With the 2017 season firmly in the rear-view mirror, it’s time to reflect on what happened. What else are we going to talk about?
Previously: Front Row Motorsports, Richard Petty Motorsports, JTG-Daugherty Racing, Germain Racing and Leavine Family Racing, Roush Fenway Racing, Richard Childress Racing, Chip Ganassi Racing, Hendrick Motorsports, Team Penske and the Wood Brothers, Stewart-Haas Racing, Joe Gibbs Racing
Points Position: 20th
Stage Points: 162
Top 5s: 5
Top 10s: 14
Average Starting Position: 14.1
Average Finish: 17.6
Highlight: Jones started first at Bristol in August and might have had the best car. He led 260 of the race’s 500 laps but got passed by Kyle Busch with 56 laps to go. Jones ended up finishing second, his best finish of the season.
Lowlight: Jones had the speed to contend for a playoff berth in 2017. He didn’t have the consistency. He crashed out of eight races, including six races in the regular season. It’s not hard to wonder if Jones makes the playoffs if he crashes at half the rate he did. But at the same time, he was a rookie in 2017. That stuff sometimes happens.
MARTIN TRUEX JR.
Points Position: 1st
Stage Points: 438
Top 5s: 19
Top 10s: 26
Average Starting Position: 6.8
Average Finish: 9.4
Highlight: This one is pretty obvious, isn’t it? Truex won the final race of the season to take home his first Cup Series trophy. The win meant Truex became the fifth driver to win both an Xfinity Series title and a Cup Series title.
Lowlight: It’s hard to find a lowlight in a title-winning season, but we’ll go with a summer swoon for Truex. He had an engine issue at Sonoma and finished 37th. A week later at Daytona, Truex was caught in a crash and finished 34th. And then less than a month after Daytona, Truex was involved in that restart crash with Kyle Busch at Indianapolis.
Truex and Furniture Row joined forces in 2014 more by lack of other options than anything else. But group that partnership with the hire of Cole Pearn as Truex’s crew chief and the team’s alliance with Joe Gibbs Racing and it’s been an incredibly fruitful one.
No one had any idea Truex would be winning a Cup Series title after his first year with Furniture Row. It stunk. Truex had five top-10 finishes and finished 24th in the points. The team added Pearn the next season and success happened. Quickly.
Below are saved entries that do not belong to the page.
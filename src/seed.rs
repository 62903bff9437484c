use serde_json::{json, Value};

use crate::errors::SemilleroError;
use crate::model::{
    Collaboration, Event, Meeting, Message, Project, Resource, Semillero, Student,
};
use crate::storage::{Record, Store};

/// Populate every empty collection with the sample data set (idempotent).
///
/// Collections that already hold records are left untouched, so calling this
/// on every startup never rewrites existing data.
pub async fn initialize_sample_data(store: &Store) -> Result<(), SemilleroError> {
    let mut seeded = Vec::new();

    let collections = [
        (seed_if_empty::<Semillero>(store, semilleros()).await?, Semillero::COLLECTION),
        (seed_if_empty::<Student>(store, students()).await?, Student::COLLECTION),
        (seed_if_empty::<Project>(store, projects()).await?, Project::COLLECTION),
        (seed_if_empty::<Resource>(store, resources()).await?, Resource::COLLECTION),
        (seed_if_empty::<Message>(store, messages()).await?, Message::COLLECTION),
        (seed_if_empty::<Meeting>(store, meetings()).await?, Meeting::COLLECTION),
        (seed_if_empty::<Event>(store, events()).await?, Event::COLLECTION),
        (
            seed_if_empty::<Collaboration>(store, collaborations()).await?,
            Collaboration::COLLECTION,
        ),
    ];
    for (was_seeded, name) in collections {
        if was_seeded {
            seeded.push(name);
        }
    }

    if seeded.is_empty() {
        tracing::debug!("Sample data already present");
    } else {
        tracing::info!(collections = ?seeded, "Seeded sample data");
    }
    Ok(())
}

async fn seed_if_empty<T: Record>(store: &Store, sample: Value) -> Result<bool, SemilleroError> {
    // An unreadable collection is left alone rather than overwritten
    match store.try_list::<T>().await {
        Ok(existing) if existing.is_empty() => {}
        Ok(_) => return Ok(false),
        Err(e) => {
            tracing::warn!(collection = T::COLLECTION, error = %e, "Skipping seed of unreadable collection");
            return Ok(false);
        }
    }
    let records: Vec<T> = serde_json::from_value(sample)?;
    store.replace_all(&records).await?;
    Ok(true)
}

fn semilleros() -> Value {
    json!([
        {
            "id": "1",
            "name": "Inteligencia Artificial y Educación",
            "description": "Investigación en IA aplicada a procesos educativos",
            "coordinatorId": "2",
            "coordinator": "Dr. García Martínez",
            "members": 12
        },
        {
            "id": "2",
            "name": "Sostenibilidad y Medio Ambiente",
            "description": "Estudios de impacto ambiental y sostenibilidad urbana",
            "coordinatorId": "5",
            "coordinator": "Dra. Martínez López",
            "members": 8
        },
        {
            "id": "3",
            "name": "Blockchain y Fintech",
            "description": "Tecnologías blockchain aplicadas a sistemas financieros",
            "coordinatorId": "6",
            "coordinator": "Ing. Pérez Ramírez",
            "members": 10
        },
        {
            "id": "4",
            "name": "Biotecnología Médica",
            "description": "Investigación en biotecnología aplicada a la medicina",
            "coordinatorId": "7",
            "coordinator": "Dr. Silva Torres",
            "members": 15
        }
    ])
}

fn students() -> Value {
    json!([
        {
            "id": "1",
            "name": "Carlos Rodríguez",
            "email": "carlos@unilibre.edu.co",
            "semilleroId": "1",
            "semilleroName": "Inteligencia Artificial y Educación",
            "status": "activo",
            "createdBy": "2"
        },
        {
            "id": "2",
            "name": "Ana Martínez",
            "email": "ana@unilibre.edu.co",
            "semilleroId": "1",
            "semilleroName": "Inteligencia Artificial y Educación",
            "status": "activo",
            "createdBy": "2"
        },
        {
            "id": "3",
            "name": "María Estudiante",
            "email": "maria@unilibre.edu.co",
            "semilleroId": "1",
            "semilleroName": "Inteligencia Artificial y Educación",
            "status": "activo",
            "createdBy": "2"
        },
        {
            "id": "4",
            "name": "Luis Pérez",
            "email": "luis@unilibre.edu.co",
            "semilleroId": "2",
            "semilleroName": "Sostenibilidad y Medio Ambiente",
            "status": "pendiente",
            "createdBy": "1"
        },
        {
            "id": "5",
            "name": "Sofía Gómez",
            "email": "sofia@unilibre.edu.co",
            "semilleroId": "3",
            "semilleroName": "Blockchain y Fintech",
            "status": "inactivo",
            "createdBy": "1"
        }
    ])
}

fn projects() -> Value {
    json!([
        {
            "id": "1",
            "title": "Sistema de Recomendación Educativa",
            "description": "Desarrollo de un sistema de IA para recomendar contenido educativo personalizado",
            "status": "en-progreso",
            "progress": 65,
            "budget": 15000.0,
            "startDate": "2024-01-15",
            "endDate": "2024-06-30",
            "semilleroId": "1",
            "semilleroName": "Inteligencia Artificial y Educación",
            "team": ["Dr. García Martínez", "María Estudiante", "Carlos Rodríguez"],
            "documentName": "propuesta_sistema_recomendacion.pdf",
            "createdBy": "3",
            "createdAt": "2024-01-15T10:00:00Z"
        },
        {
            "id": "2",
            "title": "Análisis de Huella de Carbono Universitaria",
            "description": "Estudio del impacto ambiental de las actividades universitarias",
            "status": "planificacion",
            "progress": 25,
            "budget": 8000.0,
            "startDate": "2024-03-01",
            "endDate": "2024-08-15",
            "semilleroId": "2",
            "semilleroName": "Sostenibilidad y Medio Ambiente",
            "team": ["Dra. Martínez López", "Luis Pérez"],
            "createdBy": "3",
            "createdAt": "2024-02-20T14:30:00Z"
        },
        {
            "id": "3",
            "title": "Plataforma de Aprendizaje Adaptativo",
            "description": "Desarrollo de una plataforma que se adapta al ritmo de aprendizaje del estudiante",
            "status": "completado",
            "progress": 100,
            "budget": 12000.0,
            "startDate": "2023-09-01",
            "endDate": "2024-01-30",
            "semilleroId": "1",
            "semilleroName": "Inteligencia Artificial y Educación",
            "team": ["Dr. García Martínez", "María Estudiante", "Ana Torres"],
            "documentName": "plataforma_adaptativa_final.pdf",
            "createdBy": "3",
            "createdAt": "2023-09-01T08:00:00Z"
        }
    ])
}

fn resources() -> Value {
    json!([
        {
            "id": "1",
            "name": "Servidor de Procesamiento",
            "type": "equipo",
            "status": "en-uso",
            "projectId": "1",
            "projectName": "Sistema de Recomendación Educativa",
            "semilleroId": "1",
            "assignedTo": "María Estudiante",
            "description": "Servidor dedicado para procesamiento de algoritmos de IA",
            "createdBy": "2",
            "createdAt": "2024-01-20T10:00:00Z"
        },
        {
            "id": "2",
            "name": "Presupuesto Investigación Q1",
            "type": "presupuesto",
            "status": "disponible",
            "projectId": "2",
            "projectName": "Análisis de Huella de Carbono",
            "semilleroId": "2",
            "description": "Presupuesto asignado para el primer trimestre de investigación",
            "createdBy": "2",
            "createdAt": "2024-02-01T14:00:00Z"
        }
    ])
}

fn messages() -> Value {
    json!([
        {
            "id": "1",
            "title": "Reunión Semanal - Avances del Proyecto",
            "content": "Recordatorio de la reunión semanal para revisar avances del sistema de recomendación educativa.",
            "author": "Dr. García Martínez",
            "authorId": "2",
            "semilleroId": "1",
            "isGeneral": false,
            "createdAt": "2024-01-22T09:00:00Z",
            "replies": [
                {
                    "id": "1",
                    "content": "Perfecto, estaré presente con el reporte de avances.",
                    "author": "María Estudiante",
                    "authorId": "3",
                    "createdAt": "2024-01-22T10:30:00Z"
                }
            ]
        },
        {
            "id": "2",
            "title": "Convocatoria General - Congreso de Investigación",
            "content": "Se abre la convocatoria para participar en el congreso anual de investigación universitaria.",
            "author": "Administrador Sistema",
            "authorId": "1",
            "isGeneral": true,
            "createdAt": "2024-01-25T16:00:00Z",
            "replies": []
        }
    ])
}

fn meetings() -> Value {
    json!([
        {
            "id": "1",
            "title": "Revisión de Avances - Sistema IA",
            "description": "Reunión para revisar el progreso del sistema de recomendación educativa",
            "date": "2024-02-15",
            "time": "14:00",
            "location": "Sala de Juntas 201",
            "semilleroId": "1",
            "isGeneral": false,
            "organizer": "Dr. García Martínez",
            "organizerId": "2",
            "attendees": ["María Estudiante", "Carlos Rodríguez"],
            "createdAt": "2024-01-30T11:00:00Z"
        }
    ])
}

fn events() -> Value {
    json!([
        {
            "id": "1",
            "title": "Congreso Internacional de IA",
            "description": "Presentación de avances en inteligencia artificial aplicada a la educación",
            "date": "2024-05-15",
            "location": "Auditorio Principal",
            "type": "congreso",
            "organizer": "Semillero IA y Educación",
            "createdBy": "2",
            "createdAt": "2024-01-10T09:00:00Z"
        },
        {
            "id": "2",
            "title": "Taller de Sostenibilidad",
            "description": "Taller práctico sobre metodologías de investigación en sostenibilidad",
            "date": "2024-03-20",
            "location": "Laboratorio de Ciencias",
            "type": "taller",
            "organizer": "Semillero Sostenibilidad",
            "createdBy": "2",
            "createdAt": "2024-02-01T15:00:00Z"
        }
    ])
}

fn collaborations() -> Value {
    json!([
        {
            "id": "1",
            "title": "Proyecto Conjunto con Universidad Nacional",
            "institution": "Universidad Nacional de Colombia",
            "description": "Investigación colaborativa en sistemas inteligentes para educación",
            "status": "activa",
            "startDate": "2024-01-01",
            "contact": "Dr. Rodríguez",
            "email": "rodriguez@unal.edu.co",
            "createdBy": "1",
            "createdAt": "2023-12-15T16:00:00Z"
        },
        {
            "id": "2",
            "title": "Alianza con Ministerio de Ambiente",
            "institution": "Ministerio de Ambiente y Desarrollo Sostenible",
            "description": "Colaboración en proyectos de investigación ambiental universitaria",
            "status": "pendiente",
            "startDate": "2024-04-01",
            "contact": "Ing. Martínez",
            "email": "martinez@minambiente.gov.co",
            "createdBy": "1",
            "createdAt": "2024-01-15T12:00:00Z"
        }
    ])
}

#[cfg(test)]
mod tests {
    use super::*;
    use crate::storage::MemoryBackend;
    use std::sync::Arc;

    #[tokio::test]
    async fn test_seed_populates_every_collection() {
        let store = Store::in_memory();
        initialize_sample_data(&store).await.unwrap();

        assert_eq!(store.list::<Semillero>().await.len(), 4);
        assert_eq!(store.list::<Student>().await.len(), 5);
        assert_eq!(store.list::<Project>().await.len(), 3);
        assert_eq!(store.list::<Resource>().await.len(), 2);
        assert_eq!(store.list::<Message>().await.len(), 2);
        assert_eq!(store.list::<Meeting>().await.len(), 1);
        assert_eq!(store.list::<Event>().await.len(), 2);
        assert_eq!(store.list::<Collaboration>().await.len(), 2);

        let first = store.find::<Message>("1").await.unwrap();
        assert_eq!(first.replies.len(), 1);
    }

    #[tokio::test]
    async fn test_seed_is_idempotent_byte_for_byte() {
        let backend = Arc::new(MemoryBackend::new());
        let store = Store::new(backend.clone(), "semillero_");

        initialize_sample_data(&store).await.unwrap();
        let first = backend.snapshot();
        initialize_sample_data(&store).await.unwrap();
        let second = backend.snapshot();

        assert_eq!(first, second);
    }

    #[tokio::test]
    async fn test_seed_leaves_populated_collections_alone() {
        let store = Store::in_memory();
        initialize_sample_data(&store).await.unwrap();
        assert!(store.delete::<Event>("1").await.unwrap());

        initialize_sample_data(&store).await.unwrap();

        let events = store.list::<Event>().await;
        assert_eq!(events.len(), 1);
        assert_eq!(events[0].id, "2");
    }

    #[tokio::test]
    async fn test_seed_keeps_corrupt_collection() {
        let backend = Arc::new(MemoryBackend::new());
        crate::storage::Backend::set(backend.as_ref(), "semillero_events", "{not json")
            .await
            .unwrap();
        let store = Store::new(backend.clone(), "semillero_");

        initialize_sample_data(&store).await.unwrap();

        assert_eq!(
            backend.snapshot().get("semillero_events").map(String::as_str),
            Some("{not json")
        );
        assert_eq!(store.list::<Project>().await.len(), 3);
    }

    #[tokio::test]
    async fn test_seed_refills_emptied_collection() {
        let store = Store::in_memory();
        initialize_sample_data(&store).await.unwrap();
        store.replace_all::<Meeting>(&[]).await.unwrap();

        initialize_sample_data(&store).await.unwrap();
        assert_eq!(store.list::<Meeting>().await.len(), 1);
    }
}
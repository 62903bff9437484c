//! Semilleros, students and user accounts, gated by role.

use crate::authz::{self, visibility};
use crate::credentials;
use crate::errors::SemilleroError;
use crate::model::{NewSemillero, NewStudent, NewUser, Role, Semillero, Student, StudentStatus, User};
use crate::session::Session;
use crate::storage::Store;

fn acting_user<'a>(session: &'a Session, action: &str) -> Result<&'a User, SemilleroError> {
    session
        .user()
        .ok_or_else(|| SemilleroError::denied(format!("{action} requires a logged in user")))
}

fn require_staff<'a>(session: &'a Session, action: &str) -> Result<&'a User, SemilleroError> {
    let user = acting_user(session, action)?;
    if !authz::can_manage_students(Some(user)) {
        return Err(SemilleroError::denied(format!(
            "{action} is reserved to professors and administrators"
        )));
    }
    Ok(user)
}

fn require_admin<'a>(session: &'a Session, action: &str) -> Result<&'a User, SemilleroError> {
    let user = acting_user(session, action)?;
    if user.role != Role::Administrador {
        return Err(SemilleroError::denied(format!(
            "{action} is reserved to administrators"
        )));
    }
    Ok(user)
}

fn require_text(value: &str, field: &str) -> Result<(), SemilleroError> {
    if value.trim().is_empty() {
        return Err(SemilleroError::invalid(format!("{field} is required")));
    }
    Ok(())
}

/// A coordinator is a professor or administrator, either compiled in or
/// created at runtime.
async fn coordinator_is_professor(store: &Store, user_id: &str) -> bool {
    if credentials::is_professor_capable(user_id) {
        return true;
    }
    store
        .list::<User>()
        .await
        .iter()
        .any(|u| u.id == user_id && matches!(u.role, Role::Profesor | Role::Administrador))
}

async fn require_coordinator(store: &Store, coordinator_id: &str) -> Result<(), SemilleroError> {
    if !coordinator_is_professor(store, coordinator_id).await {
        return Err(SemilleroError::invalid(format!(
            "coordinator `{coordinator_id}` is not a professor"
        )));
    }
    Ok(())
}

// ---------- Semilleros ----------

pub async fn list_semilleros(store: &Store) -> Vec<Semillero> {
    store.list::<Semillero>().await
}

pub async fn create_semillero(
    store: &Store,
    session: &Session,
    new: NewSemillero,
) -> Result<Semillero, SemilleroError> {
    require_staff(session, "creating a semillero")?;
    require_text(&new.name, "name")?;
    require_coordinator(store, &new.coordinator_id).await?;

    let semillero = store.create::<Semillero>(new).await?;
    tracing::info!(semillero_id = %semillero.id, name = %semillero.name, "Created semillero");
    Ok(semillero)
}

pub async fn update_semillero<F>(
    store: &Store,
    session: &Session,
    id: &str,
    apply: F,
) -> Result<(), SemilleroError>
where
    F: FnOnce(&mut Semillero),
{
    require_admin(session, "updating a semillero")?;
    let Some(mut edited) = store.find::<Semillero>(id).await else {
        return Err(SemilleroError::not_found("Semillero", id));
    };
    apply(&mut edited);
    edited.id = id.to_string();
    require_text(&edited.name, "name")?;
    require_coordinator(store, &edited.coordinator_id).await?;

    if !store.update::<Semillero, _>(id, move |s| *s = edited).await? {
        return Err(SemilleroError::not_found("Semillero", id));
    }
    Ok(())
}

pub async fn delete_semillero(
    store: &Store,
    session: &Session,
    id: &str,
) -> Result<(), SemilleroError> {
    require_admin(session, "deleting a semillero")?;
    if !store.delete::<Semillero>(id).await? {
        return Err(SemilleroError::not_found("Semillero", id));
    }
    tracing::info!(semillero_id = id, "Deleted semillero");
    Ok(())
}

// ---------- Students ----------

/// Register a student. `created_by` is overwritten with the acting user.
pub async fn create_student(
    store: &Store,
    session: &Session,
    mut new: NewStudent,
) -> Result<Student, SemilleroError> {
    let user = require_staff(session, "creating a student")?;
    require_text(&new.name, "name")?;
    require_text(&new.email, "email")?;
    require_text(&new.semillero_id, "semillero")?;

    new.created_by = user.id.clone();
    store.create::<Student>(new).await
}

pub async fn students_by_semillero(
    store: &Store,
    session: &Session,
    semillero_id: &str,
) -> Vec<Student> {
    visibility::students_of(session.user(), semillero_id, store.list::<Student>().await)
}

pub async fn update_student_status(
    store: &Store,
    session: &Session,
    student_id: &str,
    status: StudentStatus,
) -> Result<(), SemilleroError> {
    require_staff(session, "changing a student's status")?;
    if !store
        .update::<Student, _>(student_id, |s| s.status = status)
        .await?
    {
        return Err(SemilleroError::not_found("Student", student_id));
    }
    Ok(())
}

// ---------- Users ----------

/// Compiled-in accounts followed by the ones created at runtime.
pub async fn list_users(store: &Store) -> Vec<User> {
    let mut users = credentials::directory_users();
    users.extend(store.list::<User>().await);
    users
}

/// Create a user account.
///
/// Administrators create any role; professors only students of their own
/// group. Student accounts need a semillero and are also registered in the
/// student roster.
pub async fn create_user(
    store: &Store,
    session: &Session,
    new: NewUser,
) -> Result<User, SemilleroError> {
    let actor = require_staff(session, "creating a user")?;
    require_text(&new.name, "name")?;
    require_text(&new.email, "email")?;

    if actor.role == Role::Profesor {
        let own_group = new
            .semillero_id
            .as_deref()
            .is_some_and(|id| actor.belongs_to(id));
        if new.role != Role::Estudiante || !own_group {
            return Err(SemilleroError::denied(
                "professors may only create students of their own semillero",
            ));
        }
    }

    let roster_entry = match (&new.role, &new.semillero_id) {
        (Role::Estudiante, None) => {
            return Err(SemilleroError::invalid("students must belong to a semillero"));
        }
        (Role::Estudiante, Some(semillero_id)) => {
            require_text(semillero_id, "semillero")?;
            Some(NewStudent {
                name: new.name.clone(),
                email: new.email.clone(),
                semillero_id: semillero_id.clone(),
                semillero_name: new.semillero_name.clone().unwrap_or_default(),
                status: StudentStatus::Activo,
                created_by: actor.id.clone(),
            })
        }
        _ => None,
    };

    // The account is written first; a roster entry never exists without it
    let user = store.create::<User>(new).await?;
    if let Some(entry) = roster_entry {
        if let Err(e) = store.create::<Student>(entry).await {
            tracing::warn!(user_id = %user.id, error = %e, "Roster write failed, removing user");
            store.delete::<User>(&user.id).await?;
            return Err(e);
        }
    }
    tracing::info!(user_id = %user.id, role = %user.role, "Created user");
    Ok(user)
}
Truex won a race and had 22 top-10 finishes in 2015, the team’s final season with Chevrolet. As it moved to Toyota and a JGR alliance in 2016, that success increased. Truex has won 12 races and scored 43 top-10 finishes over the past 72 races.
The team moved to two cars in 2017 with the addition of Jones, but that’s a one-year experiment. With Jones replacing Matt Kenseth at JGR and no sponsor/driver combination to replace Jones, the team decided to shutter the car rather than fund it out of pocket. In this NASCAR world of rising costs, we can’t necessarily blame FRR for that decision. It allows the team to focus all its financial resources on Truex and the No. 78 car. Asking for FRR to win eight races next year is a massive stretch, but Truex will be visiting victory lane multiple times again in 2018.